**** Source data ****
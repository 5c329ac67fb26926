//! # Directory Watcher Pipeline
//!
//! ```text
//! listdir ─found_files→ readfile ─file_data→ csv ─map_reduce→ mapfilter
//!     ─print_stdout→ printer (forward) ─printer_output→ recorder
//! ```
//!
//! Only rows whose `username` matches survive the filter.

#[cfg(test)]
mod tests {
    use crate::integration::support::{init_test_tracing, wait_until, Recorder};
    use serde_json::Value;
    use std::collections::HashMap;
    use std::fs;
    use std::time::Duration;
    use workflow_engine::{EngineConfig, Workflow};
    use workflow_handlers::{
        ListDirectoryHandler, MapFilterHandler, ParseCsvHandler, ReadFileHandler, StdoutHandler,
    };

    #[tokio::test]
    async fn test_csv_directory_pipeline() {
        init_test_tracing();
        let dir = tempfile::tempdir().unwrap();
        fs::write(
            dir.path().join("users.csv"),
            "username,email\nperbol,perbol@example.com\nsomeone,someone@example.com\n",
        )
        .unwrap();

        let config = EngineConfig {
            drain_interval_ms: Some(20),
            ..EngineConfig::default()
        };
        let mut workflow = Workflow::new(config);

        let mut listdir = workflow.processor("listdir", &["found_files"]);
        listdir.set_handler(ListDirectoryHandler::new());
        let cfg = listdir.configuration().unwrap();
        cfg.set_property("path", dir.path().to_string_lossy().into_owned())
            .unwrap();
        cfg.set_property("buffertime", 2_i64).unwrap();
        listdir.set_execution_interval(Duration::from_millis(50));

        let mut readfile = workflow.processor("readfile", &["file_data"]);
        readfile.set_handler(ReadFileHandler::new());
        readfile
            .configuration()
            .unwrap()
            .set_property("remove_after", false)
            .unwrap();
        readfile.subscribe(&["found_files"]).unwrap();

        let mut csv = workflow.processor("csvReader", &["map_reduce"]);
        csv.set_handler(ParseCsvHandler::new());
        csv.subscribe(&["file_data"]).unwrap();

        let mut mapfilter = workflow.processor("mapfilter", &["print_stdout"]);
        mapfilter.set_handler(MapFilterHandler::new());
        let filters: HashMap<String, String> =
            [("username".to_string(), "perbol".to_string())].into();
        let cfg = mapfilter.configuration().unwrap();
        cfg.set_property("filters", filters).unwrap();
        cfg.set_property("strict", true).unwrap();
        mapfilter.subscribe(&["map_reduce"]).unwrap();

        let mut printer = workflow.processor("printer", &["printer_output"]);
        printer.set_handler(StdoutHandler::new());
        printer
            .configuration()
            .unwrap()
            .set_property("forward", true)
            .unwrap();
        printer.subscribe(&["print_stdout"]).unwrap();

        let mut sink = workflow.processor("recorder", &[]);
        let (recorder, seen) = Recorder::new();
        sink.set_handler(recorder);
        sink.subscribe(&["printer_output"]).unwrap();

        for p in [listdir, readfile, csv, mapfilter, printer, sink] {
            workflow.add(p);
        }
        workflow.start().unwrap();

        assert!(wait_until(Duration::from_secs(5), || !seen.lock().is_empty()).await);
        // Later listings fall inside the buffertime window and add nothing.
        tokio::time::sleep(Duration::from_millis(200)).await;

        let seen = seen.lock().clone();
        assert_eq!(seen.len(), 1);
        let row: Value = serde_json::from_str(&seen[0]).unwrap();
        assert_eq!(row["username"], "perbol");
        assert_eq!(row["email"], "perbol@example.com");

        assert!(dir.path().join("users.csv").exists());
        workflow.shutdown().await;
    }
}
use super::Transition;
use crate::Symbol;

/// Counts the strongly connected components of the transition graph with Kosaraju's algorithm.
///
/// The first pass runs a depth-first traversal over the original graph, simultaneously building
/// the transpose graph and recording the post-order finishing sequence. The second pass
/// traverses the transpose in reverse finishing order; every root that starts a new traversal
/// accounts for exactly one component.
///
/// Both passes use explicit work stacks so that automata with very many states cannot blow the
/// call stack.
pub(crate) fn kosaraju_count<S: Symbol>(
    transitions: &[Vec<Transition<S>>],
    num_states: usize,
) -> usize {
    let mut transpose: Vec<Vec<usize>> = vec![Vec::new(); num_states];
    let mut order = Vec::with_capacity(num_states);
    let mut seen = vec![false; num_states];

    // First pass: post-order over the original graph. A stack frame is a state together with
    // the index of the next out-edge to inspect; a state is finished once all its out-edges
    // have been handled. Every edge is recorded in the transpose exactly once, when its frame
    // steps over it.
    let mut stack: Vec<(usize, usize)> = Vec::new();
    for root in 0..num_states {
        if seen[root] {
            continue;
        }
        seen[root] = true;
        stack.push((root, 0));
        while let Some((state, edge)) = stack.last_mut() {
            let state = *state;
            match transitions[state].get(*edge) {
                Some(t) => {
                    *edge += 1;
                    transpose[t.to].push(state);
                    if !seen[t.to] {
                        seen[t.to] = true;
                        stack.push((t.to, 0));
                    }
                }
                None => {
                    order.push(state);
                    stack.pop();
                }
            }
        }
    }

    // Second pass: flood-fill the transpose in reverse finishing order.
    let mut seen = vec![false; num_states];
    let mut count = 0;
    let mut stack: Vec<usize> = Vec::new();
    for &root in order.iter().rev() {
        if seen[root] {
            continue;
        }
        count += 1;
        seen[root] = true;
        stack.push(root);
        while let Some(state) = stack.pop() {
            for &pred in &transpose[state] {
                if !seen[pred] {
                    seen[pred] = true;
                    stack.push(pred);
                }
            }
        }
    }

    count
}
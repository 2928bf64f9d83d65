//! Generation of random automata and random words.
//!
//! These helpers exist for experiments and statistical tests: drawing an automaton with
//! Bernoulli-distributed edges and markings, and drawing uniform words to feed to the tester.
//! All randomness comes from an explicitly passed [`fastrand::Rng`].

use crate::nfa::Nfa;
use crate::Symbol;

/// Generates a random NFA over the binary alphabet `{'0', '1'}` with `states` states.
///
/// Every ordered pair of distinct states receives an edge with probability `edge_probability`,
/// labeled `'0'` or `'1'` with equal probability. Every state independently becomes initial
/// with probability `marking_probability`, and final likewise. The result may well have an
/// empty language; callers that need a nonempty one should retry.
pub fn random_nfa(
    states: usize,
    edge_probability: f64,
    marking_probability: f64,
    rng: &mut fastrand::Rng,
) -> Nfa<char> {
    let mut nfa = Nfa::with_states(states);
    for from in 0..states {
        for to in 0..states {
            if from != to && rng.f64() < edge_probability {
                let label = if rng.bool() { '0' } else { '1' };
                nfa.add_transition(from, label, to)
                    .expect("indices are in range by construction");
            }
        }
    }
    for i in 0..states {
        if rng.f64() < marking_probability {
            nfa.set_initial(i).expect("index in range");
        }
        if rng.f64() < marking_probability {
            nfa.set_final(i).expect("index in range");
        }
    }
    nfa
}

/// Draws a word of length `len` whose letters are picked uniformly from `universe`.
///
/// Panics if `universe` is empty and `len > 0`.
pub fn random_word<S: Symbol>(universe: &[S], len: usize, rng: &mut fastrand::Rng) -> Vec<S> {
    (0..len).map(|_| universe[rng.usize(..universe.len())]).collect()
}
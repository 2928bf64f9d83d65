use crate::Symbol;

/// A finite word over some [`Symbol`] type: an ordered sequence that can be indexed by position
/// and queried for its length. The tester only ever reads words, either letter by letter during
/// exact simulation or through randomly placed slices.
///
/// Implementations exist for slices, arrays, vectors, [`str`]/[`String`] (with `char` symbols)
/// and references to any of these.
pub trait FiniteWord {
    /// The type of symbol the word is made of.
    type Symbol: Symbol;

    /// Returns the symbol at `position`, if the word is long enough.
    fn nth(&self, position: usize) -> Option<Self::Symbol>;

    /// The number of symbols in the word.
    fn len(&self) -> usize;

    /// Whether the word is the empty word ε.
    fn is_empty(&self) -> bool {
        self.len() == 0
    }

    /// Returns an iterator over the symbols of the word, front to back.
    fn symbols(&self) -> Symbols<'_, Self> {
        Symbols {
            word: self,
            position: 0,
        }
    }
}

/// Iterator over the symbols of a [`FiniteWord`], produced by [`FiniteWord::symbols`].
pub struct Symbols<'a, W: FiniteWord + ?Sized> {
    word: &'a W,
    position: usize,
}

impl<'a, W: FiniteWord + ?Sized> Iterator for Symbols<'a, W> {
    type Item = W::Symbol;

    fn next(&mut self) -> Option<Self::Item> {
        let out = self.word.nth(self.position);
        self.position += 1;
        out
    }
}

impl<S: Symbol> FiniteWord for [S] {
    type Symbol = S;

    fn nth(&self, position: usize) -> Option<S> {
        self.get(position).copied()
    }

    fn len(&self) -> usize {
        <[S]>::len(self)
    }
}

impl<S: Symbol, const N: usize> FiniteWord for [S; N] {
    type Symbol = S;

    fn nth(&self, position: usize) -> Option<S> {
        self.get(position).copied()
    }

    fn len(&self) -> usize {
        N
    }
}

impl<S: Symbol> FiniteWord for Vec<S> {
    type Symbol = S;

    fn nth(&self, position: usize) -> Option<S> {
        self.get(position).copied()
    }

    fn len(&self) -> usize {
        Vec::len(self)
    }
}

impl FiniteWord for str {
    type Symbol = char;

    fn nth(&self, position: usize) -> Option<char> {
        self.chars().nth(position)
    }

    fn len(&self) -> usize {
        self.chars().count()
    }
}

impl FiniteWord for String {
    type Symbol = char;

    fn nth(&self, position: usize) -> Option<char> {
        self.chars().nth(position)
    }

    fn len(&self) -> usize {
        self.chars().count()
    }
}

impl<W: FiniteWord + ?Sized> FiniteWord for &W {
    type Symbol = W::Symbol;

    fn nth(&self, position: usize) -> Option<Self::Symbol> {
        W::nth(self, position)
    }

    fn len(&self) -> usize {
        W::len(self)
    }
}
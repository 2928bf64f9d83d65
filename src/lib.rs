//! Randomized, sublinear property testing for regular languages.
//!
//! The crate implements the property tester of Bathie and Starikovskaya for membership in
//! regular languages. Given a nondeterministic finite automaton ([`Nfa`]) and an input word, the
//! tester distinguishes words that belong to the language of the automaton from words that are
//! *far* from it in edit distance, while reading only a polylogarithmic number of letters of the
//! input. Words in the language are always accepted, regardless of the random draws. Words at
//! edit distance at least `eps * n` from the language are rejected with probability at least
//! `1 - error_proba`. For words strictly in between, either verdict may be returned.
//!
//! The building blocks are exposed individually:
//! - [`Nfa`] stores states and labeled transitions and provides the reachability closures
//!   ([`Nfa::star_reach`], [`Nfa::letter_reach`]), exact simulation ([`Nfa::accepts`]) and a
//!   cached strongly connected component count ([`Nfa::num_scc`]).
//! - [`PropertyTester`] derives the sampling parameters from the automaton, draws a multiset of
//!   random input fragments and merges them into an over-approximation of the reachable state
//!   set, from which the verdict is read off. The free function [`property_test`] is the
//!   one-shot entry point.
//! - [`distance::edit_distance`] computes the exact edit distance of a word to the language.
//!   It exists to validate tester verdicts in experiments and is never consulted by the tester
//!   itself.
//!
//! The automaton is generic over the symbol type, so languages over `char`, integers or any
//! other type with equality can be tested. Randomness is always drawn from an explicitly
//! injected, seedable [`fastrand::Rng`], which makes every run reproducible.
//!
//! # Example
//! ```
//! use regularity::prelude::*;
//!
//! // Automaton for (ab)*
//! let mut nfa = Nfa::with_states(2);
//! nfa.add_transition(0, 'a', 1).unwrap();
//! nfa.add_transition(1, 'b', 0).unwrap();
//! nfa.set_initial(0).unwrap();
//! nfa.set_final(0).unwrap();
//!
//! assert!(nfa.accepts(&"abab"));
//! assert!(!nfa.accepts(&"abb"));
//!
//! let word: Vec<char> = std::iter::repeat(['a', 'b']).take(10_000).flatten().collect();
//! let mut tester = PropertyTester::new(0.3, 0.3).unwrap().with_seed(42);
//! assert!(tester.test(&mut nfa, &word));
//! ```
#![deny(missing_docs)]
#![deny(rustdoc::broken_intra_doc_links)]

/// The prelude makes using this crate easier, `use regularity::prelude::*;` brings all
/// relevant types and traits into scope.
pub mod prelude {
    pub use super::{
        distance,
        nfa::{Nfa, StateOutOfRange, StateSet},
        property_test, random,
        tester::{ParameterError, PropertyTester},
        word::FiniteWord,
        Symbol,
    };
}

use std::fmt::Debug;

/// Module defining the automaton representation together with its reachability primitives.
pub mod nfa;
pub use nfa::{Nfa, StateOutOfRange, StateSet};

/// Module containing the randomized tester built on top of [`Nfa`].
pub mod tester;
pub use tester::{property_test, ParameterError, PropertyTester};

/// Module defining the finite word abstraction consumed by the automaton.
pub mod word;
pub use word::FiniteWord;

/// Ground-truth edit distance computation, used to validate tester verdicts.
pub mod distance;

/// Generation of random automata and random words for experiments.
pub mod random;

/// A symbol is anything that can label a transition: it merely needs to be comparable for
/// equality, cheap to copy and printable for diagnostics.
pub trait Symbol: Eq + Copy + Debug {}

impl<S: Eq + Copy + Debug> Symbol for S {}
****
Required action: Reproduce only the lines above, starting at the line with "all its out-edges" and ending at the line with "to the tester.", exactly as written.

Result for this exercise:
    // the index of the next out-edge to inspect; a state is finished once all its out-edges
    // have been handled. Every edge is recorded in the transpose exactly once, when its frame
    // steps over it.
    let mut stack: Vec<(usize, usize)> = Vec::new();
    for root in 0..num_states {
        if seen[root] {
            continue;
        }
        seen[root] = true;
        stack.push((root, 0));
        while let Some((state, edge)) = stack.last_mut() {
            let state = *state;
            match transitions[state].get(*edge) {
                Some(t) => {
                    *edge += 1;
                    transpose[t.to].push(state);
                    if !seen[t.to] {
                        seen[t.to] = true;
                        stack.push((t.to, 0));
                    }
                }
                None => {
                    order.push(state);
                    stack.pop();
                }
            }
        }
    }

    // Second pass: flood-fill the transpose in reverse finishing order.
    let mut seen = vec![false; num_states];
    let mut count = 0;
    let mut stack: Vec<usize> = Vec::new();
    for &root in order.iter().rev() {
        if seen[root] {
            continue;
        }
        count += 1;
        seen[root] = true;
        stack.push(root);
        while let Some(state) = stack.pop() {
            for &pred in &transpose[state] {
                if !seen[pred] {
                    seen[pred] = true;
                    stack.push(pred);
                }
            }
        }
    }

    count
}
repository 2928bf64f9d83d65
//! Generation of random automata and random words.
//!
//! These helpers exist for experiments and statistical tests: drawing an automaton with
//! Bernoulli-distributed edges and markings, and drawing uniform words to feed to the tester.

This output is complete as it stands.